Whatever national consensus that was fostered when Malaysia achieved Merdeka in 1957 seems to have been all dissipated away, to the extent that it is now commonly agreed that Malaysia is now at the cross-roads of nation-building, and we must do something collectively and urgently if we do not want the triple curses of class, racial and religious polarization threatening the very basis of the Malaysian nation in the 1990s.

A new Malaysian national consensus must be found which could pave the way for a more united, cohesive, harmonious and successful basis for Malaysian nation-building in the 1990s and the 21st century.

The search for such a new Malaysian national consensus should be the sole item of the Malaysian agenda, and the preoccupation of all Malaysians, on the occasion of our 30th Anniversary of nationhood.

A good start could be made if there is a nation-wide debate and review of how our Constitution had lived up to the expectations of the Merdeka drafters, in the following areas:

1. Whether it has promoted and entrenched the democratic system and way of life in Malaysia, reviewing in particular the draconian laws like the Internal Security Act and the Official Secrets Act;

2. Whether the human rights and fundamental liberties enshrined in the Malaysian Constitution had been given meaning in the last 30 years, and how such human rights can be given new frontiers;

3. The Role of Parliament, whether it has increasingly become a mere rubber stamp of the Cabinet, which in turn is becoming the rubber stamp of the Cabinet, which in turn is becoming the rubber stamp of the Prime Minister;

4. The Role and Independence of the Judiciary, the Rule of Law, and the doctrine of the separation of powers among the Executive, Legislature and Judiciary;

5. The position of the secular basis of the Malaysian Constitution and system of government, especially with the growing process of Islamisation in all spheres of government and the increasing demand for an Islamic State in Malaysia;

6. Federal/State relations, in particular between the Federal Government on the one hand and Sabah and Sarawak on the other;

The year 1990 is a watershed year because it represent the cut-off year for the 20-year New Economic Policy. The question forefront in Malaysian minds is the Malaysia post-NEP. This is a vital subject which should not be discussed and decided by one group or section, but by all Malaysians.

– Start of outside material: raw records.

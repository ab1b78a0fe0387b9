use opentelemetry_sdk::{logs::LoggerProvider, trace::TracerProvider as SdkTracerProvider};

/// Settings for [`init_telemetry`](super::init_telemetry)
#[derive(Clone, Debug)]
pub struct TelemetryConfig {
    pub service_name: String,
    /// Filter directive used when `RUST_LOG` is unset
    pub log_level: String,
    /// OTLP gRPC collector; `None` keeps output to JSON on stdout only
    pub otlp_endpoint: Option<String>,
}

impl TelemetryConfig {
    pub fn new(service_name: impl Into<String>) -> Self {
        Self {
            service_name: service_name.into(),
            log_level: "info".to_string(),
            otlp_endpoint: None,
        }
    }

    pub fn with_log_level(mut self, log_level: impl Into<String>) -> Self {
        self.log_level = log_level.into();
        self
    }

    pub fn with_otlp_endpoint(mut self, endpoint: impl Into<String>) -> Self {
        self.otlp_endpoint = Some(endpoint.into());
        self
    }

    pub fn exports_otlp(&self) -> bool {
        self.otlp_endpoint.is_some()
    }
}

impl Default for TelemetryConfig {
    fn default() -> Self {
        Self::new("device-registry")
    }
}

/// OTLP providers that must outlive the subscriber; hand them back to
/// [`shutdown_telemetry`](super::shutdown_telemetry) to flush on exit
pub struct TelemetryProviders {
    pub(crate) tracer_provider: SdkTracerProvider,
    pub(crate) logger_provider: LoggerProvider,
}
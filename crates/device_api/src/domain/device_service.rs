use chrono::{DateTime, Utc};
use common::domain::{
    Device, DeviceId, DeviceStore, DomainError, DomainResult, Metadata, RequestContext,
};
use serde::Serialize;
use std::sync::Arc;
use tracing::{debug, info, instrument, warn};

/// Service request for creating a device
#[derive(Debug, Clone)]
pub struct CreateDeviceRequest {
    pub hardware_id: String,
    pub name: Option<String>,
    pub metadata: Option<Metadata>,
}

/// Service request for getting a device
#[derive(Debug, Clone)]
pub struct GetDeviceRequest {
    pub device_id: DeviceId,
}

/// Service request for looking a device up by its hardware id
#[derive(Debug, Clone)]
pub struct GetDeviceByHardwareIdRequest {
    pub hardware_id: String,
}

/// Service request for updating a device.
///
/// `None` leaves the stored field untouched; `Some` replaces it. Metadata is
/// replaced wholesale, not merged key by key. The hardware id cannot change.
#[derive(Debug, Clone)]
pub struct UpdateDeviceRequest {
    pub device_id: DeviceId,
    pub name: Option<String>,
    pub metadata: Option<Metadata>,
}

/// Service request for deleting a device
#[derive(Debug, Clone)]
pub struct DeleteDeviceRequest {
    pub device_id: DeviceId,
}

/// Read-only projection of a device handed to callers
#[derive(Debug, Clone, PartialEq, Serialize)]
#[serde(rename_all = "camelCase")]
pub struct DeviceView {
    pub id: DeviceId,
    pub hardware_id: String,
    pub name: String,
    pub metadata: Metadata,
    pub created_at: Option<DateTime<Utc>>,
    pub updated_at: Option<DateTime<Utc>>,
}

impl From<Device> for DeviceView {
    fn from(device: Device) -> Self {
        DeviceView {
            id: device.id,
            hardware_id: device.hardware_id,
            name: device.name,
            metadata: device.metadata,
            created_at: device.created_at,
            updated_at: device.updated_at,
        }
    }
}

fn log_rejection(err: &DomainError) {
    match err {
        DomainError::DeviceNotFound(key) => warn!(key = %key, "device not found"),
        DomainError::DeviceAlreadyExists(hardware_id) => {
            warn!(hardware_id = %hardware_id, "device already exists")
        }
        _ => {}
    }
}

/// Domain service for device management business logic
/// This is the orchestration layer that transport handlers call
pub struct DeviceService {
    device_store: Arc<dyn DeviceStore>,
}

impl DeviceService {
    pub fn new(device_store: Arc<dyn DeviceStore>) -> Self {
        Self { device_store }
    }

    /// Construct and persist a new device
    #[instrument(skip(self, ctx, request), fields(hardware_id = %request.hardware_id))]
    pub async fn create_device(
        &self,
        ctx: &RequestContext,
        request: CreateDeviceRequest,
    ) -> DomainResult<DeviceView> {
        let mut device = Device::new(request.hardware_id, request.name, request.metadata)?;

        self.device_store
            .save(ctx, &mut device)
            .await
            .map_err(DomainError::from)
            .inspect_err(log_rejection)?;

        info!(device_id = %device.id, "device created");
        Ok(device.into())
    }

    /// Get a device by ID
    #[instrument(skip(self, ctx, request), fields(device_id = %request.device_id))]
    pub async fn get_device(
        &self,
        ctx: &RequestContext,
        request: GetDeviceRequest,
    ) -> DomainResult<DeviceView> {
        let device = self
            .device_store
            .find_by_id(ctx, request.device_id)
            .await
            .map_err(DomainError::from)
            .inspect_err(log_rejection)?;
        Ok(device.into())
    }

    /// Get a device by its hardware id
    #[instrument(skip(self, ctx, request), fields(hardware_id = %request.hardware_id))]
    pub async fn get_device_by_hardware_id(
        &self,
        ctx: &RequestContext,
        request: GetDeviceByHardwareIdRequest,
    ) -> DomainResult<DeviceView> {
        let device = self
            .device_store
            .find_by_hardware_id(ctx, &request.hardware_id)
            .await
            .map_err(DomainError::from)
            .inspect_err(log_rejection)?;
        Ok(device.into())
    }

    /// List every device
    #[instrument(skip(self, ctx))]
    pub async fn list_devices(&self, ctx: &RequestContext) -> DomainResult<Vec<DeviceView>> {
        let devices = self.device_store.find_all(ctx).await?;

        debug!(count = devices.len(), "listed devices");
        Ok(devices.into_iter().map(DeviceView::from).collect())
    }

    /// Apply a partial update to an existing device
    #[instrument(skip(self, ctx, request), fields(device_id = %request.device_id))]
    pub async fn update_device(
        &self,
        ctx: &RequestContext,
        request: UpdateDeviceRequest,
    ) -> DomainResult<DeviceView> {
        let mut device = self
            .device_store
            .find_by_id(ctx, request.device_id)
            .await
            .map_err(DomainError::from)
            .inspect_err(log_rejection)?;

        if let Some(name) = request.name {
            device.name = name;
        }
        if let Some(metadata) = request.metadata {
            device.metadata = metadata;
        }

        self.device_store
            .save(ctx, &mut device)
            .await
            .map_err(DomainError::from)
            .inspect_err(log_rejection)?;

        info!(device_id = %device.id, "device updated");
        Ok(device.into())
    }

    /// Delete a device. Fails with `DeviceNotFound` when no such device exists.
    #[instrument(skip(self, ctx, request), fields(device_id = %request.device_id))]
    pub async fn delete_device(
        &self,
        ctx: &RequestContext,
        request: DeleteDeviceRequest,
    ) -> DomainResult<()> {
        // The store treats deleting a missing row as a no-op, so check first
        let device = self
            .device_store
            .find_by_id(ctx, request.device_id)
            .await
            .map_err(DomainError::from)
            .inspect_err(log_rejection)?;

        self.device_store.delete(ctx, device.id).await?;

        info!(device_id = %device.id, "device deleted");
        Ok(())
    }
}
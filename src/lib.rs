// Minimal proof-of-work ledger
// UTXO model, ECDSA-signed transactions, sled-backed chain and peer block sync

pub mod core;
pub mod consensus;
pub mod storage;
pub mod network;
pub mod wallet;
pub mod config;
pub mod error;
pub mod cli;

// Re-exports for convenience
pub use core::{Block, BlockHeader, Hash256, Transaction, TxInput, TxOutput};
pub use consensus::{BlockValidator, ProofOfWork, ValidationError};
pub use storage::{Blockchain, UtxoSet};
pub use network::{Message, Node, PeerRegistry};
pub use wallet::{KeyPair, Wallets};
pub use config::{ChainConfig, NodeConfig};
pub use error::{Error, Result};
pub use cli::{Cli, CliHandler};
// Basic types for the ledger

use crate::error::{Error, Result};
use std::fmt;

/// 256-bit digest (32 bytes)
/// Used for block hashes, transaction ids, and Merkle roots.
/// Bytes are kept in big-endian order: the proof-of-work target compares them as an unsigned integer.
#[derive(Debug, Clone, Copy, PartialEq, Eq, PartialOrd, Ord, Hash, Default)]
pub struct Hash256(pub [u8; 32]);

/// RIPEMD160(SHA256(public key))
pub type PubkeyHash = [u8; 20];

impl Hash256 {
    pub fn new(bytes: [u8; 32]) -> Self {
        Self(bytes)
    }

    pub fn from_slice(slice: &[u8]) -> Result<Self> {
        let bytes: [u8; 32] = slice.try_into().map_err(|_| {
            Error::Decode(format!("Invalid hash length: expected 32, got {}", slice.len()))
        })?;
        Ok(Self(bytes))
    }

    pub fn as_bytes(&self) -> &[u8; 32] {
        &self.0
    }

    pub fn zero() -> Self {
        Self([0u8; 32])
    }

    pub fn to_hex(&self) -> String {
        hex::encode(self.0)
    }

    pub fn from_hex(hex_str: &str) -> Result<Self> {
        let bytes = hex::decode(hex_str)
            .map_err(|e| Error::Decode(format!("Invalid hex string: {}", e)))?;
        Self::from_slice(&bytes)
    }

    /// Number of leading zero bits when read as a big-endian integer
    pub fn leading_zero_bits(&self) -> u32 {
        let mut zeros = 0;
        for byte in &self.0 {
            if *byte == 0 {
                zeros += 8;
            } else {
                zeros += byte.leading_zeros();
                break;
            }
        }
        zeros
    }
}

impl fmt::Display for Hash256 {
    fn fmt(&self, f: &mut fmt::Formatter) -> fmt::Result {
        write!(f, "{}", self.to_hex())
    }
}
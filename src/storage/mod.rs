// Storage layer for the chain and the UTXO index

mod chain;
mod utxo_set;

pub use chain::{BLOCKS_TREE, Blockchain, BlockchainIterator, GENESIS_NOTE};
pub use utxo_set::{CHAINSTATE_TREE, UnspentOutputs, UtxoSet};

Events of the past few years have highlighted a serious breakdown of public ethics, integrity and morality in public life, and this is why Malaysia is now inundated with all sorts of rumours about high political leaders, as well as afflicted by a host of scandals, like the BMF scandal, EPF scandal, Maminco scandal, UMBC scandal, UAB and Perwira Habib Bank Scandal, Sports Toto, Co-operative Finance Scandal, Co-operative Central Bank scandal, etc.

Malaysia must establish a Commission of Good and Ethical Government with the standing duty and powers to inquire into all cases where conduct of political leaders and public officials infringe good and ethical government. Such a Commission should have the power, for instance, to act like a Royal Commission should have the power, for instance, to act like a Royal Commission of Inquiry to investigate into all the scandals I mentioned just now, for there is no doubt that such a breakdown in public integrity and ethics and morality is among the most serious causes of the crises of confidence Malaysia faces today.